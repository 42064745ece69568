use super::*;
use crate::virtual_machine::flags::{FLAG_OVERFLOW, FLAG_PARITY, FLAG_SIGN, FLAG_ZERO};
use crate::virtual_machine::operand::InstructionRecord;

fn rec(instr: Instruction, ops: Operands) -> InstructionRecord {
    InstructionRecord::new(instr.opcode(), ops)
}

fn op(instr: Instruction) -> InstructionRecord {
    rec(instr, Operands::none())
}

fn loadi(r: RegisterId, v: u8) -> InstructionRecord {
    rec(Instruction::LoadI, Operands::immediate(r, v))
}

fn imm(instr: Instruction, r: RegisterId, v: u8) -> InstructionRecord {
    rec(instr, Operands::immediate(r, v))
}

fn reg(instr: Instruction, r0: RegisterId, r1: RegisterId) -> InstructionRecord {
    rec(instr, Operands::registers(r0, r1))
}

fn unary(instr: Instruction, r: RegisterId) -> InstructionRecord {
    rec(instr, Operands::single(r))
}

fn jump(instr: Instruction, target: u8) -> InstructionRecord {
    rec(instr, Operands::immediate(0, target))
}

fn new_vm(records: Vec<InstructionRecord>) -> VM {
    VM::new("test", Program::from_records(records))
}

fn run_program(records: Vec<InstructionRecord>) -> FinalState {
    new_vm(records).run()
}

fn run_halted(records: Vec<InstructionRecord>) -> FinalState {
    let state = run_program(records);
    assert_eq!(state.status, ExitStatus::Halted, "unexpected fault: {state}");
    state
}

fn run_expect_fault(records: Vec<InstructionRecord>) -> VMError {
    match run_program(records).status {
        ExitStatus::Faulted(err) => err,
        ExitStatus::Halted => panic!("expected a fault"),
    }
}

fn r(state: &FinalState, idx: RegisterId) -> i32 {
    state.registers.get(idx).unwrap()
}

/// Puts `i32::MIN` into `r`.
fn load_min(r: RegisterId) -> [InstructionRecord; 2] {
    [loadi(r, 1), imm(Instruction::Shl, r, 31)]
}

// ==================== Arithmetic ====================

#[test]
fn add_register_source() {
    let state = run_halted(vec![
        loadi(0, 100),
        loadi(1, 200),
        reg(Instruction::Add, 0, 1),
        op(Instruction::Halt),
    ]);
    assert_eq!(r(&state, 0), 300);
    assert_eq!(r(&state, 1), 200);
    assert!(!state.registers.flags().zero());
    assert!(!state.registers.flags().sign());
    assert_eq!(state.steps, 4);
    assert_eq!(state.ip, 4);
}

#[test]
fn add_immediate_source() {
    let state = run_halted(vec![
        loadi(0, 40),
        imm(Instruction::Add, 0, 2),
        op(Instruction::Halt),
    ]);
    assert_eq!(r(&state, 0), 42);
}

#[test]
fn sub_negative_sets_sign() {
    let state = run_halted(vec![
        loadi(0, 5),
        imm(Instruction::Sub, 0, 7),
        op(Instruction::Halt),
    ]);
    assert_eq!(r(&state, 0), -2);
    assert!(state.registers.flags().sign());
    assert!(!state.registers.flags().zero());
}

#[test]
fn sub_to_zero_sets_zero() {
    let state = run_halted(vec![
        loadi(0, 9),
        loadi(1, 9),
        reg(Instruction::Sub, 0, 1),
        op(Instruction::Halt),
    ]);
    assert_eq!(r(&state, 0), 0);
    assert_eq!(state.registers.flags(), compute_flags(0));
}

#[test]
fn mul() {
    let state = run_halted(vec![
        loadi(0, 12),
        imm(Instruction::Mul, 0, 11),
        op(Instruction::Halt),
    ]);
    assert_eq!(r(&state, 0), 132);
}

#[test]
fn div() {
    let state = run_halted(vec![
        loadi(0, 100),
        imm(Instruction::Div, 0, 7),
        op(Instruction::Halt),
    ]);
    assert_eq!(r(&state, 0), 14);
}

#[test]
fn div_by_zero() {
    let err = run_expect_fault(vec![
        loadi(0, 5),
        imm(Instruction::Div, 0, 0),
        op(Instruction::Halt),
    ]);
    assert_eq!(err, VMError::DivisionByZero { ip: 1 });
}

#[test]
fn div_min_by_minus_one_wraps() {
    let mut program = load_min(0).to_vec();
    program.extend([
        loadi(1, 0),
        unary(Instruction::Dec, 1),
        reg(Instruction::Div, 0, 1),
        op(Instruction::Halt),
    ]);
    let state = run_halted(program);
    assert_eq!(r(&state, 0), i32::MIN);
}

#[test]
fn inc_dec_wrap() {
    let mut program = load_min(0).to_vec();
    program.extend([unary(Instruction::Dec, 0)]);
    let state = run_halted([program.clone(), vec![op(Instruction::Halt)]].concat());
    assert_eq!(r(&state, 0), i32::MAX);
    assert!(!state.registers.flags().sign());

    program.extend([unary(Instruction::Inc, 0), op(Instruction::Halt)]);
    let state = run_halted(program);
    assert_eq!(r(&state, 0), i32::MIN);
    assert!(state.registers.flags().sign());
}

#[test]
fn mul_wraps() {
    let mut program = load_min(0).to_vec();
    program.extend([imm(Instruction::Mul, 0, 2), op(Instruction::Halt)]);
    let state = run_halted(program);
    assert_eq!(r(&state, 0), 0);
    assert!(state.registers.flags().zero());
}

// ==================== Bitwise ====================

#[test]
fn xor_or_and() {
    let state = run_halted(vec![
        loadi(0, 0b1100),
        imm(Instruction::Xor, 0, 0b1010),
        loadi(1, 0b1100),
        imm(Instruction::Or, 1, 0b0011),
        loadi(2, 0b1100),
        imm(Instruction::And, 2, 0b0110),
        op(Instruction::Halt),
    ]);
    assert_eq!(r(&state, 0), 0b0110);
    assert_eq!(r(&state, 1), 0b1111);
    assert_eq!(r(&state, 2), 0b0100);
}

#[test]
fn not_is_unary() {
    let state = run_halted(vec![
        loadi(0, 0),
        loadi(1, 77),
        reg(Instruction::Not, 0, 1),
        op(Instruction::Halt),
    ]);
    assert_eq!(r(&state, 0), -1);
    assert_eq!(r(&state, 1), 77);
    assert!(state.registers.flags().sign());
}

#[test]
fn shr_is_arithmetic() {
    let mut program = load_min(0).to_vec();
    program.extend([imm(Instruction::Shr, 0, 4), op(Instruction::Halt)]);
    let state = run_halted(program);
    assert_eq!(r(&state, 0), i32::MIN >> 4);
    assert!(r(&state, 0) < 0);
}

#[test]
fn shift_amount_is_masked() {
    let state = run_halted(vec![
        loadi(0, 1),
        imm(Instruction::Shl, 0, 33),
        loadi(1, 64),
        imm(Instruction::Shr, 1, 36),
        op(Instruction::Halt),
    ]);
    assert_eq!(r(&state, 0), 2);
    assert_eq!(r(&state, 1), 4);
}

// ==================== Moves / Compare ====================

#[test]
fn mov_copies_source_and_sets_flags() {
    let state = run_halted(vec![
        loadi(1, 0),
        loadi(0, 5),
        reg(Instruction::Mov, 0, 1),
        op(Instruction::Halt),
    ]);
    assert_eq!(r(&state, 0), 0);
    assert!(state.registers.flags().zero());
}

#[test]
fn loadi_leaves_flags_untouched() {
    let state = run_halted(vec![
        loadi(0, 1),
        imm(Instruction::Sub, 0, 1),
        loadi(0, 200),
        op(Instruction::Halt),
    ]);
    assert_eq!(r(&state, 0), 200);
    assert!(state.registers.flags().zero());
}

#[test]
fn cmp_equal_sets_zero_without_writing() {
    let state = run_halted(vec![
        loadi(0, 7),
        imm(Instruction::Cmp, 0, 7),
        op(Instruction::Halt),
    ]);
    assert_eq!(r(&state, 0), 7);
    assert_eq!(state.registers.flags(), compute_flags(0));
}

#[test]
fn cmp_unequal_clears_zero() {
    let state = run_halted(vec![
        loadi(0, 7),
        loadi(1, 8),
        reg(Instruction::Cmp, 0, 1),
        op(Instruction::Halt),
    ]);
    assert_eq!(r(&state, 0), 7);
    assert_eq!(r(&state, 1), 8);
    assert_eq!(state.registers.flags(), compute_flags(1));
}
◇ ◇ ◇
#### [Your objective]
Among the lines of the data, identify those with the word "target". Copy each of them.

#### [Exercise answer]
fn jump(instr: Instruction, target: u8) -> InstructionRecord {
    rec(instr, Operands::immediate(0, target))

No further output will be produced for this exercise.